My gut sense is that the NBA and NFL almost always get their awesome teams into the finals. When there isn't an awesome team in a conference, then it's a crapshoot.
I would guess baseball is less consistent about getting into awesome teams in the series.
The NCAA is remarkably consistent. Lots of #1 seeds get to the Final Four. We remember the amazing upsets (some of which aren't crazy upsets but are lower-ranked teams that floundered early but were lights-out from January on.) Lots of upsets early on, but only a couple of real upsets at the end. If you get into was UK or UNC the better team last year, you can drive yourself nuts about 1 vs 1A (and about Marshall's injury) but most years the team that wins is one of the teams that had a real claim to being the best.
I could give a crap about the NHL or MLS.
I know that's all true to some extent in the other sports -- teams using less rotation, etc. -- but even Jordan came off the floor for 5 minutes in playoff games.
There's a huge difference between the NBA and NFL. In the NBA, one of the four best teams in the league almost always wins. In years where that wasn't true, it was typically due to injuries or a late trade changing teams.
The NFL is muuuuuch less structured. In the NBA, you really are better off tearing your team apart if you don't project to win 55 games in the next three years.
Also, a lot of upsets are like a 30-4 team from a lower conference beating a much higher-seeded 23-9 team from a big conference. With all due respect to Pomeroy and other statheads, a lot of times we simply have no idea how good that 30-4 team was going in; this is another category of "crazy upset" that could very well have simply been the better team being underappreciated due to difficulty in figuring out how to rate a massive schedule difference. (The opposite also happens, where a lesser conference 34-2 team gets a high seed and then gets taken out by a major conference team).
I don't get really get to pay attention to college b-ball over here but it seems to me that as the NCAA has gotten more competitive (across conferences) the committee has generally done a better job.
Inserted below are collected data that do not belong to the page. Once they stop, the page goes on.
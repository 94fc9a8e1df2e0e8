/*!
 * Rule-based document segmentation.
 *
 * Raw OCR text goes in, a draft book tree comes out:
 * - `chapter`: chapter boundary detection from profile patterns
 * - `paragraph`: paragraph splitting, noise stripping, confidence scoring
 * - `speaker`: speaker attribution from lexical patterns
 * - `engine`: the orchestrator composing the three under a rule profile
 */

pub mod chapter;
pub mod engine;
pub mod paragraph;
pub mod speaker;

pub use engine::RuleEngine;
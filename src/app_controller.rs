use anyhow::{anyhow, Context, Result};
use indicatif::{ProgressBar, ProgressStyle};
use log::{info, warn};
use std::path::Path;

use crate::app_config::Config;
use crate::book::export;
use crate::book::model::Book;
use crate::job::{JobRecord, JobStatus};
use crate::refine::{self, RefineOptions, RefinerService};
use crate::rule_profile::RuleProfile;
use crate::segment::engine::RuleEngine;
use crate::storage::ArtifactStore;
use crate::translate::{self, TranslateOptions};

// @module: Application controller for document structuring

/// Main application controller for the structuring pipeline
pub struct Controller {
    // @field: App configuration
    config: Config,
}

impl Controller {
    /// Create a new controller for test purposes with default configuration
    pub fn new_for_test() -> Result<Self> {
        Self::with_config(Config::default())
    }

    // @method: Create a new controller with the given configuration
    pub fn with_config(config: Config) -> Result<Self> {
        Ok(Self { config })
    }

    /// Check if the controller is properly initialized with configuration
    pub fn is_initialized(&self) -> bool {
        !self.config.primary_language.is_empty()
    }

    /// Run the full pipeline for one source document: parse the OCR
    /// markdown into a book, optionally refine and translate it, then
    /// export. Each stage advances the job machine; refinement and
    /// translation degrade rather than fail the job.
    pub async fn run(
        &self,
        input_file: &Path,
        slug: &str,
        code: &str,
        profile: &RuleProfile,
        store_root: &Path,
        export_dir: &Path,
    ) -> Result<JobRecord> {
        let start_time = std::time::Instant::now();
        let mut job = JobRecord::new(slug);

        let outcome = self
            .run_stages(&mut job, input_file, slug, code, profile, store_root, export_dir)
            .await;

        match outcome {
            Ok(()) => {
                job.advance(JobStatus::Complete)?;
                info!(
                    "Job {} complete in {:.1}s",
                    job.id,
                    start_time.elapsed().as_secs_f64()
                );
                Ok(job)
            }
            Err(e) => {
                let _ = job.fail(&e.to_string());
                Err(e)
            }
        }
    }

    async fn run_stages(
        &self,
        job: &mut JobRecord,
        input_file: &Path,
        slug: &str,
        code: &str,
        profile: &RuleProfile,
        store_root: &Path,
        export_dir: &Path,
    ) -> Result<()> {
        if !self.is_initialized() {
            return Err(anyhow!("Controller not properly initialized"));
        }
        if !input_file.exists() {
            return Err(anyhow!("Input file does not exist: {:?}", input_file));
        }

        // The OCR provider runs upstream; this stage ingests its output
        job.advance(JobStatus::Ocr)?;
        let raw_text = std::fs::read_to_string(input_file)
            .with_context(|| format!("Failed to read OCR markdown: {}", input_file.display()))?;

        job.advance(JobStatus::Parsing)?;
        let engine = RuleEngine::new(profile)?;
        let mut book = engine.build_book(&raw_text, slug, code, &self.config.primary_language);

        let store = ArtifactStore::new(store_root);
        store.save(&book)?;

        // LLM presence is an explicit capability flag, not an ambient
        // lookup
        let provider_available = self.config.refinement.enabled;
        let ambiguous = count_ambiguous(&book, self.config.refinement.confidence_threshold);

        if refine::strategy::should_run(provider_available, ambiguous) {
            job.advance(JobStatus::Refining)?;
            self.run_refinement(&mut book, ambiguous).await;
            store.save(&book)?;
        } else {
            info!(
                "Skipping refinement: provider available = {}, ambiguous paragraphs = {}",
                provider_available, ambiguous
            );
        }

        if provider_available && !self.config.target_languages.is_empty() {
            job.advance(JobStatus::Translating)?;
            self.run_translation(&mut book).await;
            store.save(&book)?;
        }

        job.advance(JobStatus::Exporting)?;
        let plan = export::plan_export(&book, self.config.export.split_threshold_bytes)?;
        let written = export::write_plan(&plan, export_dir)?;
        info!("Exported {} file(s) to {}", written.len(), export_dir.display());

        Ok(())
    }

    async fn run_refinement(&self, book: &mut Book, ambiguous: usize) {
        let service = RefinerService::from_config(&self.config.refinement);

        if let Err(e) = service.test_connection().await {
            // Refinement is best-effort: an unreachable provider keeps
            // the rule-based attribution
            warn!("Refinement provider unreachable, keeping rule-based speakers: {}", e);
            return;
        }

        let bar = stage_bar(ambiguous as u64, "Refining speakers");
        let options = RefineOptions::from_config(&self.config.refinement);
        let report = refine::refine_book(book, &service, &options).await;
        bar.finish_with_message(format!(
            "Refined {}/{} paragraph(s), {} failed batch(es)",
            report.refined, report.submitted, report.failed_batches
        ));
    }

    async fn run_translation(&self, book: &mut Book) {
        let service = RefinerService::from_config(&self.config.refinement);
        let options = TranslateOptions::from_config(&self.config.translation);

        let total = book.paragraph_count() * self.config.target_languages.len();
        let bar = stage_bar(total as u64, "Translating");
        let report =
            translate::translate_book(book, &service, &self.config.target_languages, &options)
                .await;
        bar.finish_with_message(format!(
            "Translated {} paragraph(s) into {} language(s), {} failed batch(es)",
            report.translated_paragraphs, report.languages, report.failed_batches
        ));
    }
}

fn count_ambiguous(book: &Book, threshold: f32) -> usize {
    book.chapters
        .iter()
        .flat_map(|c| c.paragraphs())
        .filter(|p| refine::strategy::needs_refinement(p.confidence, threshold))
        .count()
}

fn stage_bar(len: u64, message: &'static str) -> ProgressBar {
    let bar = ProgressBar::new(len.max(1));
    bar.set_style(
        ProgressStyle::default_bar()
            .template("{msg} [{bar:40.cyan/blue}] {pos}/{len}")
            .unwrap_or_else(|_| ProgressStyle::default_bar()),
    );
    bar.set_message(message);
    bar
}
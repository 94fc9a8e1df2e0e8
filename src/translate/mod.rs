/*!
 * Batched translation into per-language slots.
 *
 * The translation pass never touches source text: it only fills the
 * i18n map on chapters, sections and paragraphs. Batches degrade
 * independently; a failed batch leaves its paragraphs' prior values.
 */

use async_trait::async_trait;
use serde::{Deserialize, Serialize};

use crate::errors::ProviderError;

pub mod batcher;

pub use batcher::{translate_book, TranslateOptions, TranslateReport};

/// One paragraph submitted for translation.
#[derive(Debug, Clone, Serialize, PartialEq)]
pub struct TranslateItem {
    /// Chapter-scoped paragraph number
    pub n: usize,
    /// Source text
    pub text: String,
}

/// Language pair and constraints for one translation call.
#[derive(Debug, Clone)]
pub struct TranslateSpec {
    /// Source language code
    pub source_lang: String,
    /// Target language code
    pub target_lang: String,
    /// Terms that must be preserved untranslated
    pub preserve_terms: Vec<String>,
}

/// One translated paragraph returned by the collaborator.
#[derive(Debug, Clone, Deserialize, PartialEq)]
pub struct TranslatedItem {
    /// Paragraph number the translation applies to
    pub n: usize,
    /// Translated text
    pub text: String,
}

/// The translation collaborator contract.
#[async_trait]
pub trait Translator: Send + Sync {
    /// Translate a batch of paragraphs. The response maps paragraph
    /// numbers to translated text; paragraph count and order must not
    /// be altered by the collaborator, but missing entries are
    /// tolerated by the caller.
    async fn translate_batch(
        &self,
        batch: &[TranslateItem],
        spec: &TranslateSpec,
    ) -> Result<Vec<TranslatedItem>, ProviderError>;

    /// Translate a single title string.
    async fn translate_title(
        &self,
        title: &str,
        spec: &TranslateSpec,
    ) -> Result<String, ProviderError>;
}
They really did use to have a boner for the name conferences and it used to be quite easy to identify the #11 or #12 seed that was gonna go on a run -- in part because the #12 shouldn't have been any worse than a #7 seed and because the major conference they were playing shouldn't have been higher than a #8. Now the mini-majors get a good bit of respect from the selection committee and, if anything, are likely to over-seed Gonzaga these days.
Yikes. Ojeda, Fernandez, and Darling would have been a fair front three for a playoff team. Good lord, but that team was stocked.
But of course, that would mean, more playoff games could be played without going into November. Which would be too much of a temptation for the owners. So, hello 3-game wild card series and 7-game LDS.
Unfortunately I've just made an implicit argument for MLB expanding all three current playoff rounds to best 11-of-21 series, so I hope no ML owners are lurkers here. But the other implication was that BITGOD, with a ratio around 40-1, the single-division MLB and World Series was as dicey as things can get.